No member of Team Sinai became ill during the trip. All were taking malarial prophylaxis. Two members had needle stick exposures, and started taking anti-retrovirals until the HIV test from the involved patients came back negative (24-48 hours later).
Summary
HAH is a very viable site for North American volunteers to consider. It is currently perhaps the most advanced orthopaedic facility in Haiti. The facility is comparable and in some ways superior to other sites in Nicaragua and Equador and Colombia that I have worked at over the past 12 years. There is a generous amount of existing orthopaedic surgery sets and instrumentation, but restocking is a challenge. Teams coming should communicate with the hospital well ahead of time to determine what supplies should be brought down.
Until Dr. Dietrich arrives in November, it will be challenging for teams to get as much accomplished in a short time as we did under the supervision of Dr. Scott Nelson. Nonetheless, the needs are great, and the potential impact that volunteer teams have is tremendous.
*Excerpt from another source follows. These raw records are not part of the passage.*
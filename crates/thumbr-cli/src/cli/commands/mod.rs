//! CLI command handlers, one file per command.

mod config;
mod rewrite;

pub use config::{run_config_path, run_config_show};
pub use rewrite::run_rewrite;
//! Where a request's image comes from.

use url::Url;

/// Source of an image request: a bundled resource handle or a URI.
#[derive(Debug, Clone, PartialEq)]
pub enum Source {
    /// Local resource identifier (never zero).
    Resource(u32),
    /// Any URI; only `http`/`https` ones can be proxied.
    Uri(Url),
}

impl Source {
    pub fn uri(&self) -> Option<&Url> {
        match self {
            Source::Uri(url) => Some(url),
            Source::Resource(_) => None,
        }
    }

    pub fn resource_id(&self) -> Option<u32> {
        match self {
            Source::Resource(id) => Some(*id),
            Source::Uri(_) => None,
        }
    }

    /// True for `http` and `https` URIs.
    pub fn is_remote(&self) -> bool {
        self.uri()
            .map(|u| matches!(u.scheme(), "http" | "https"))
            .unwrap_or(false)
    }
}

impl From<Url> for Source {
    fn from(url: Url) -> Self {
        Source::Uri(url)
    }
}
//! Rewrite command: run one request through the configured transformer.

use anyhow::{Context, Result};
use std::sync::Arc;
use thumbr_core::config::ThumbrConfig;
use thumbr_core::request::Request;
use thumbr_core::transformer::RequestTransformer;
use url::Url;

use crate::cli::RewriteArgs;

/// Print the rewritten URL.
pub fn run_rewrite(cfg: &ThumbrConfig, args: &RewriteArgs) -> Result<()> {
    println!("{}", rewrite(cfg, args)?);
    Ok(())
}

/// Rewritten URL for `args`, or the input URL when the request is not eligible.
fn rewrite(cfg: &ThumbrConfig, args: &RewriteArgs) -> Result<String> {
    let mut cfg = cfg.clone();
    if let Some(endpoint) = &args.endpoint {
        cfg.endpoint = Some(endpoint.clone());
    }
    cfg.always_transform |= args.always;
    cfg.webp_supported |= args.webp;
    cfg.filters.extend(args.filters.iter().cloned());

    let transformer = cfg
        .build_transformer()
        .context("invalid Thumbor configuration")?;

    let uri = Url::parse(&args.url).with_context(|| format!("invalid URL: {}", args.url))?;
    let mut builder = Request::builder(uri);
    if args.width != 0 || args.height != 0 {
        builder = builder.resize(args.width, args.height);
    }
    if args.center_crop {
        builder = builder.center_crop();
    }
    if args.center_inside {
        builder = builder.center_inside();
    }
    let request = Arc::new(builder.build()?);

    let output = transformer.transform_request(Arc::clone(&request));
    if Arc::ptr_eq(&request, &output) {
        tracing::info!(url = %args.url, "request not eligible for Thumbor, unchanged");
    }
    Ok(output
        .uri()
        .map(|u| u.to_string())
        .unwrap_or_else(|| args.url.clone()))
}
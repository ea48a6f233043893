//! Thumbor endpoint and URL building.
//!
//! A [`Thumbor`] holds the service endpoint and the optional security key.
//! Each image gets its own [`ThumborUrlBuilder`], which records operations
//! and renders them in Thumbor's path layout:
//!
//! ```text
//! {endpoint}{unsafe|signature}/[crop/][fit-in/][WxH/][halign/][valign/][smart/][filters:a:b/]{image}
//! ```
//!
//! With a key the `unsafe` segment is replaced by the URL-safe base64
//! HMAC-SHA1 of everything after it.

mod builder;
mod error;
pub mod filter;
mod sign;

pub use builder::{FitInStyle, HorizontalAlign, ThumborUrlBuilder, VerticalAlign};
pub use error::ThumborError;
pub use filter::ImageFormat;

use url::Url;

/// A Thumbor service endpoint, optionally with a signing key.
#[derive(Clone)]
pub struct Thumbor {
    /// Always ends with `/`.
    endpoint: String,
    key: Option<String>,
}

impl std::fmt::Debug for Thumbor {
    fn fmt(&self, f: &mut std::fmt::Formatter<'_>) -> std::fmt::Result {
        f.debug_struct("Thumbor")
            .field("endpoint", &self.endpoint)
            .field("signed", &self.key.is_some())
            .finish()
    }
}

impl Thumbor {
    /// Endpoint producing `unsafe` URLs.
    pub fn new(endpoint: &str) -> Result<Self, ThumborError> {
        Ok(Self {
            endpoint: normalize_endpoint(endpoint)?,
            key: None,
        })
    }

    /// Endpoint producing signed URLs.
    pub fn with_key(endpoint: &str, key: &str) -> Result<Self, ThumborError> {
        if key.is_empty() {
            return Err(ThumborError::EmptyKey);
        }
        Ok(Self {
            endpoint: normalize_endpoint(endpoint)?,
            key: Some(key.to_string()),
        })
    }

    pub fn endpoint(&self) -> &str {
        &self.endpoint
    }

    pub fn is_signed(&self) -> bool {
        self.key.is_some()
    }

    /// Start a URL for `image`, usually the original image's absolute URL.
    pub fn build_image(&self, image: &str) -> Result<ThumborUrlBuilder, ThumborError> {
        if image.is_empty() {
            return Err(ThumborError::EmptyImage);
        }
        Ok(ThumborUrlBuilder::new(
            self.endpoint.clone(),
            self.key.clone(),
            image.to_string(),
        ))
    }
}

fn normalize_endpoint(endpoint: &str) -> Result<String, ThumborError> {
    let parsed = Url::parse(endpoint).map_err(|source| ThumborError::EndpointParse {
        endpoint: endpoint.to_string(),
        source,
    })?;
    let supported = matches!(parsed.scheme(), "http" | "https")
        && parsed.query().is_none()
        && parsed.fragment().is_none();
    if !supported {
        return Err(ThumborError::UnsupportedEndpoint(endpoint.to_string()));
    }
    let mut normalized = parsed.as_str().to_string();
    if !normalized.ends_with('/') {
        normalized.push('/');
    }
    Ok(normalized)
}
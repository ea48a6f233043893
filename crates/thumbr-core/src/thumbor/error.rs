//! Errors raised while configuring a Thumbor endpoint or building a URL.

/// Endpoint, key, or URL layout problem.
#[derive(Debug, thiserror::Error)]
pub enum ThumborError {
    #[error("invalid Thumbor endpoint {endpoint:?}")]
    EndpointParse {
        endpoint: String,
        #[source]
        source: url::ParseError,
    },
    #[error("Thumbor endpoint {0:?} must be an http(s) URL without query or fragment")]
    UnsupportedEndpoint(String),
    #[error("secret key must not be empty")]
    EmptyKey,
    #[error("image must not be empty")]
    EmptyImage,
    #[error("image must be resized first in order to apply fit-in")]
    FitInWithoutResize,
    #[error("image must be resized first in order to align")]
    AlignWithoutResize,
    #[error("crop rectangle {left}x{top}:{right}x{bottom} is empty or inverted")]
    InvalidCrop {
        top: u32,
        left: u32,
        bottom: u32,
        right: u32,
    },
    #[error("could not initialise the URL signer")]
    Signing,
    #[error("generated URL {url:?} is not a valid URL")]
    InvalidUrl {
        url: String,
        #[source]
        source: url::ParseError,
    },
}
The local needs are for both pediatric and adult types of cases. Orthopaedic surgeons, nurses and anesthesiologists who go to HAH should be comfortable treating both children and adults. There is much earthquake related trauma sequelae, as well as fresh trauma, and elective pediatric orthopaedics.
Volunteer groups need to partner with Loma Linda University for coordination purposes. LLU is well organized, and even provides malpractice insurance and health insurance to the volunteers. They keep track of various volunteer groups and individuals to insure that there will not be excessive overlap of manpower. Loma Linda does charge each volunteer $15/day to cover the cost of food (one meal/day) and airport transfers.
The Sinai Hospital team had a remarkable and positive experience, and to a man, expressed interest in someday returning. In fact, we are currently making tentative plans to return in December 2010.